Is it necessary for humanity to evolve into cyborgs to survive? The moral and ethical question is one open to debate, and probably will continue for years to come. Technological advancement has brought with it this dilemma, amongst others. However, the advancement and revolution of the digital age is not without its miracles and blessings either.
Grindhouse Wetware is one biotech company on the technological forefront. Founded in 2012, they developed what can only be described as innovative technology to fit within the human body, arguably advancing our capabilities – be it for medical of personal scope, or as they put it, “augmenting humanity using safe, affordable, open source technology.”
During an interview with Ryan O’Shea, who is a spokesman and advisor for the biotech company, and Justin Worst, CEO of Grindhouse Wetware, and graduate from Syracuse University in History and Anthropology, I had the luck of discovering more about this new ‘movement’ and what draws people into ‘biohacking’ their bodies.

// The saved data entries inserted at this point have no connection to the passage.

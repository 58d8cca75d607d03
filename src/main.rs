//! Workforce Engine HTTP server.
//!
//! Environment:
//!
//! - `WORKFORCE_CONFIG_DIR`: configuration directory (default `./config/default`)
//! - `WORKFORCE_BIND_ADDR`: overrides `server.bind_addr` from `engine.yaml`
//! - `WORKFORCE_LOG_JSON`: emit JSON log lines when true
//! - `RUST_LOG`: log filter (default `info`)

use std::env;

use tokio::net::TcpListener;
use tracing::{error, info};
use tracing_subscriber::{EnvFilter, layer::SubscriberExt, util::SubscriberInitExt};

use workforce_engine::api::{AppState, create_router};
use workforce_engine::config::ConfigLoader;

const DEFAULT_CONFIG_DIR: &str = "./config/default";

fn env_bool(name: &str, default: bool) -> bool {
    env::var(name)
        .ok()
        .and_then(|v| match v.as_str() {
            "1" | "true" | "TRUE" | "yes" | "YES" => Some(true),
            "0" | "false" | "FALSE" | "no" | "NO" => Some(false),
            _ => None,
        })
        .unwrap_or(default)
}

fn init_tracing() {
    let filter = EnvFilter::try_from_default_env().unwrap_or_else(|_| EnvFilter::new("info"));
    if env_bool("WORKFORCE_LOG_JSON", false) {
        tracing_subscriber::registry()
            .with(filter)
            .with(tracing_subscriber::fmt::layer().json())
            .init();
    } else {
        tracing_subscriber::registry()
            .with(filter)
            .with(tracing_subscriber::fmt::layer())
            .init();
    }
}

#[tokio::main]
async fn main() -> Result<(), String> {
    init_tracing();

    let config_dir = env::var("WORKFORCE_CONFIG_DIR").unwrap_or_else(|_| DEFAULT_CONFIG_DIR.to_string());
    let config = ConfigLoader::load(&config_dir)
        .map_err(|e| {
            error!(config_dir = %config_dir, error = %e, "Failed to load configuration");
            e.to_string()
        })?
        .into_config();

    let bind_addr = env::var("WORKFORCE_BIND_ADDR").unwrap_or_else(|_| config.server().bind_addr.clone());
    info!(
        config_dir = %config_dir,
        roster_size = config.roster().len(),
        late_cutoff = %config.attendance().late_cutoff,
        "Configuration loaded"
    );

    let router = create_router(AppState::from_config(config));
    let listener = TcpListener::bind(&bind_addr)
        .await
        .map_err(|e| format!("failed to bind {}: {}", bind_addr, e))?;
    info!(bind_addr = %bind_addr, "Workforce engine listening");

    axum::serve(listener, router)
        .await
        .map_err(|e| format!("server error: {}", e))
}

The ethical divide of race and religion continues to plague the 21st century. With the growing divide (which is constantly promoted by MSM) between blacks and whites, Christians and Muslims, I asked Wetware’s take on the ethical implications of creating a subset of humans that would possibly contribute evermore to this dividing hatred.
“Body autonomy” drives Wetware’s goals. Their focus rests in what they hope as a personal decision for the individual, as O’Shea states.

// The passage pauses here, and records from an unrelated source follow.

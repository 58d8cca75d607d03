//! Salary derivation.
//!
//! This module turns a base salary plus the allowance, bonus, penalty and
//! deduction bundles into gross and net pay:
//!
//! ```text
//! gross = base + Σallowances + overtime_pay + Σbonuses − Σpenalties
//! net   = gross − Σdeductions
//! ```
//!
//! The derivation is exact decimal arithmetic; nothing is rounded.

use rust_decimal::Decimal;
use serde::{Deserialize, Serialize};

use crate::error::{EngineError, EngineResult};
use crate::models::{AuditStep, CompensationInput};

/// The result of deriving gross and net salary.
#[derive(Debug, Clone, PartialEq, Eq, Serialize, Deserialize)]
pub struct SalaryBreakdown {
    /// Sum of all allowances.
    pub allowances_total: Decimal,
    /// Sum of all bonuses.
    pub bonuses_total: Decimal,
    /// Sum of all penalties.
    pub penalties_total: Decimal,
    /// Sum of all deductions.
    pub deductions_total: Decimal,
    /// Gross salary before deductions.
    pub gross_salary: Decimal,
    /// Net salary after deductions.
    pub net_salary: Decimal,
    /// The audit step recording this derivation.
    pub audit_step: AuditStep,
}

/// Checks the inputs of a salary derivation.
///
/// Every monetary field (and overtime hours) must be non-negative and the
/// period month must lie in 1..=12. The first offending field is reported.
pub fn validate_compensation(input: &CompensationInput) -> EngineResult<()> {
    input.period.validate()?;

    if input.employee_id.trim().is_empty() {
        return Err(EngineError::validation("employee_id", "must not be empty"));
    }

    if let Some((field, value)) = input
        .amounts()
        .into_iter()
        .find(|(_, value)| value.is_sign_negative() && !value.is_zero())
    {
        return Err(EngineError::validation(
            field,
            format!("must not be negative, got {}", value),
        ));
    }

    Ok(())
}

fn in_range(field: &str, value: Option<Decimal>) -> EngineResult<Decimal> {
    value.ok_or_else(|| EngineError::validation(field, "amount out of range"))
}

/// Derives gross and net salary from validated inputs.
///
/// # Errors
///
/// Returns [`EngineError::Validation`] if any input is out of range (see
/// [`validate_compensation`]) or if a total overflows `Decimal`.
///
/// # Example
///
/// ```
/// use workforce_engine::calculation::calculate_salary;
/// use workforce_engine::models::{CompensationInput, Period};
/// use rust_decimal::Decimal;
/// use std::str::FromStr;
///
/// let mut input = CompensationInput::seeded("emp_001", Period::new(1, 2024).unwrap(), Decimal::from(5000));
/// input.allowances.housing = Decimal::from(500);
/// input.overtime_pay = Decimal::from_str("120.50").unwrap();
/// input.penalties.late = Decimal::from(50);
/// input.deductions.tax = Decimal::from(400);
///
/// let breakdown = calculate_salary(&input).unwrap();
/// assert_eq!(breakdown.gross_salary, Decimal::from_str("5570.50").unwrap());
/// assert_eq!(breakdown.net_salary, Decimal::from_str("5170.50").unwrap());
/// ```
pub fn calculate_salary(input: &CompensationInput) -> EngineResult<SalaryBreakdown> {
    validate_compensation(input)?;

    let allowances_total = in_range("allowances", input.allowances.total())?;
    let bonuses_total = in_range("bonuses", input.bonuses.total())?;
    let penalties_total = in_range("penalties", input.penalties.total())?;
    let deductions_total = in_range("deductions", input.deductions.total())?;

    let gross_salary = in_range(
        "gross_salary",
        input
            .base_salary
            .checked_add(allowances_total)
            .and_then(|v| v.checked_add(input.overtime_pay))
            .and_then(|v| v.checked_add(bonuses_total))
            .and_then(|v| v.checked_sub(penalties_total)),
    )?;
    let net_salary = in_range("net_salary", gross_salary.checked_sub(deductions_total))?;

    let audit_step = AuditStep {
        rule_id: "salary_derivation".to_string(),
        rule_name: "Salary Derivation".to_string(),
        formula: "gross = base + allowances + overtime_pay + bonuses - penalties; net = gross - deductions"
            .to_string(),
        input: serde_json::json!({
            "employee_id": input.employee_id,
            "period": input.period.to_string(),
            "base_salary": input.base_salary.normalize().to_string(),
            "allowances_total": allowances_total.normalize().to_string(),
            "overtime_pay": input.overtime_pay.normalize().to_string(),
            "bonuses_total": bonuses_total.normalize().to_string(),
            "penalties_total": penalties_total.normalize().to_string(),
            "deductions_total": deductions_total.normalize().to_string()
        }),
        output: serde_json::json!({
            "gross_salary": gross_salary.normalize().to_string(),
            "net_salary": net_salary.normalize().to_string()
        }),
        reasoning: format!(
            "{} base + {} allowances + {} overtime + {} bonuses - {} penalties = {} gross; {} gross - {} deductions = {} net",
            input.base_salary.normalize(),
            allowances_total.normalize(),
            input.overtime_pay.normalize(),
            bonuses_total.normalize(),
            penalties_total.normalize(),
            gross_salary.normalize(),
            gross_salary.normalize(),
            deductions_total.normalize(),
            net_salary.normalize()
        ),
    };

    Ok(SalaryBreakdown {
        allowances_total,
        bonuses_total,
        penalties_total,
        deductions_total,
        gross_salary,
        net_salary,
        audit_step,
    })
}
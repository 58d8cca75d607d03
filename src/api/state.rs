//! Application state for the Workforce Engine API.
//!
//! This module defines the shared application state that is available
//! to all request handlers.

use std::sync::Arc;
use std::time::Duration;

use crate::clock::{Clock, SystemClock};
use crate::config::EngineConfig;
use crate::directory::{EmployeeDirectory, StaticDirectory, TimeoutDirectory};
use crate::services::{AttendanceTracker, KpiScorer, LeaveCalculator, PayrollBatchRunner, SalaryLedger};
use crate::store::{MemoryStore, RecordStore};

/// Shared application state.
///
/// Every service holds its collaborators behind `Arc`, so cloning the
/// state per request is cheap.
#[derive(Clone)]
pub struct AppState {
    config: Arc<EngineConfig>,
    directory: Arc<dyn EmployeeDirectory>,
    compensation: SalaryLedger,
    attendance: AttendanceTracker,
    kpi: KpiScorer,
    leave: LeaveCalculator,
    payroll: PayrollBatchRunner,
}

impl AppState {
    /// Wires the services over explicit collaborators.
    pub fn new(
        config: EngineConfig,
        store: Arc<dyn RecordStore>,
        directory: Arc<dyn EmployeeDirectory>,
        clock: Arc<dyn Clock>,
    ) -> Self {
        let attendance = AttendanceTracker::new(
            Arc::clone(&store),
            Arc::clone(&clock),
            config.attendance().clone(),
        );
        Self {
            compensation: SalaryLedger::new(Arc::clone(&store), Arc::clone(&clock)),
            kpi: KpiScorer::new(Arc::clone(&store), Arc::clone(&clock)),
            leave: LeaveCalculator::new(Arc::clone(&store), Arc::clone(&clock)),
            payroll: PayrollBatchRunner::new(store, Arc::clone(&directory), clock),
            attendance,
            directory,
            config: Arc::new(config),
        }
    }

    /// Default wiring: in-memory store, the configured roster as directory
    /// bounded by the configured timeout, and the system clock.
    pub fn from_config(config: EngineConfig) -> Self {
        let directory = TimeoutDirectory::new(
            StaticDirectory::new(config.roster().to_vec()),
            Duration::from_millis(config.directory().timeout_ms),
        );
        Self::new(
            config,
            Arc::new(MemoryStore::new()),
            Arc::new(directory),
            Arc::new(SystemClock),
        )
    }

    /// Returns the loaded configuration.
    pub fn config(&self) -> &EngineConfig {
        &self.config
    }

    /// Returns the employee directory used for enrichment.
    pub fn directory(&self) -> &dyn EmployeeDirectory {
        self.directory.as_ref()
    }

    /// Compensation write paths.
    pub fn compensation(&self) -> &SalaryLedger {
        &self.compensation
    }

    /// Attendance write paths.
    pub fn attendance(&self) -> &AttendanceTracker {
        &self.attendance
    }

    /// Performance review write paths.
    pub fn kpi(&self) -> &KpiScorer {
        &self.kpi
    }

    /// Leave request write paths.
    pub fn leave(&self) -> &LeaveCalculator {
        &self.leave
    }

    /// The payroll batch.
    pub fn payroll(&self) -> &PayrollBatchRunner {
        &self.payroll
    }
}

But would the cyborg lead to an eventual superior race?
“I believe [in] transparency and democratization of this technology. We need to make sure this is available for everyone regardless of financial or status geography and does not exacerbate existing class or racial divides,” says O’Shea.
It is vitally important to Wetware’s creators that to become a part of this culture, the individual must make the decision, rather than it be enforced. It’s a common thread during the interview with Wetware.
O’Shea, who is also a “futuristic speaker and television producer” from Pennsylvania of acclaimed podcast “Future Grind” sees an introduction of “cyborg” qualities as a “breakdown of what even defines a ‘Species’,” a positive step for perhaps a much needed “directed evolution.”
There are some lofty goals to be found in Wetware’s ambitions, and they very readily admit to it. Over-population issues to renewable energy supplies; “mind uploading” and living with no physical form, are but a few topics touched on.
When asked about cyborgs spurring on a population crisis, however, and becoming a superior race with issues like choosing who will live and die, O’Shea counters the argument, that equality may eventually reign, and that sustainability would become a byproduct of this quest.
The “use of resources is often related to our biological needs for calories, shelter, transportation, etc,” says O’Shea. He hints at the possibility of overcoming this by making humanity more efficient with the use of advanced science. “Getting more extreme, perhaps a cybernetic organism wouldn’t even need traditional food to survive, eliminating the needs for farming, hunting, or crops. It’s also possible that by eliminating the need for biological bodies through something like mind uploading, “humans” could live forever with no physical form.”
But there is a fine line between evolution and interference, some would argue. Would this be why the medical field refuses to actively participate in the ventures of Wetware?
Essentially, the medical profession is locked out of the arena, for now, according to Worst. Surgeons aren’t enlisted to perform procedures because of the stringent regulations and restrictions they are bound by in the medical profession. For this reason, Wetware have to “rely on reputable body modification artists who are well trained.”
O’Shea adds that although medically trained doctors would be very welcomed by Wetware, the overarching consideration is that the medical industry is only concerned with helping those who are sick. “They seem largely uninterested in overcoming biological limitations or making a healthy human even more capable.”
Although the implants placed under the skin are coated with a protective Paralyne C and silicone, and proper sterilization procedures are followed, it’s still a risky business. Admitting that rejection and complications can occur, though rare, says O’Shea.
Wetware’s CEO, Worst adds his own experience with biohacking, discussing his implanted Northstar, a device in his hand that uses LEDs; a psychological effect (albeit minor in his words) when an early design flaw saw the device stop working. “While the device was safe to leave in my body, I still felt like a part of me had stopped working, and when I received a new device I felt whole again,” Worst said during the interview.
Whatever the thoughts on biohacking, the subject matter sprouts enough contentious interest on either side. Good, bad or indifferent to the subject, people do rely on the familiar. It’s human nature’s very essence, but arguably one causing us grief.
But O’Shea takes it with a grain of salt. “There is always a fear of new technologies or fads,” he says. “The fact of the matter is that humans have been directing their own evolution for thousands of years, and certainly hundreds. If you diet or exercise or drink caffeine for the stimulant effects or use medicines or drugs, congratulations, you’re a biohacker. Welcome to the club.”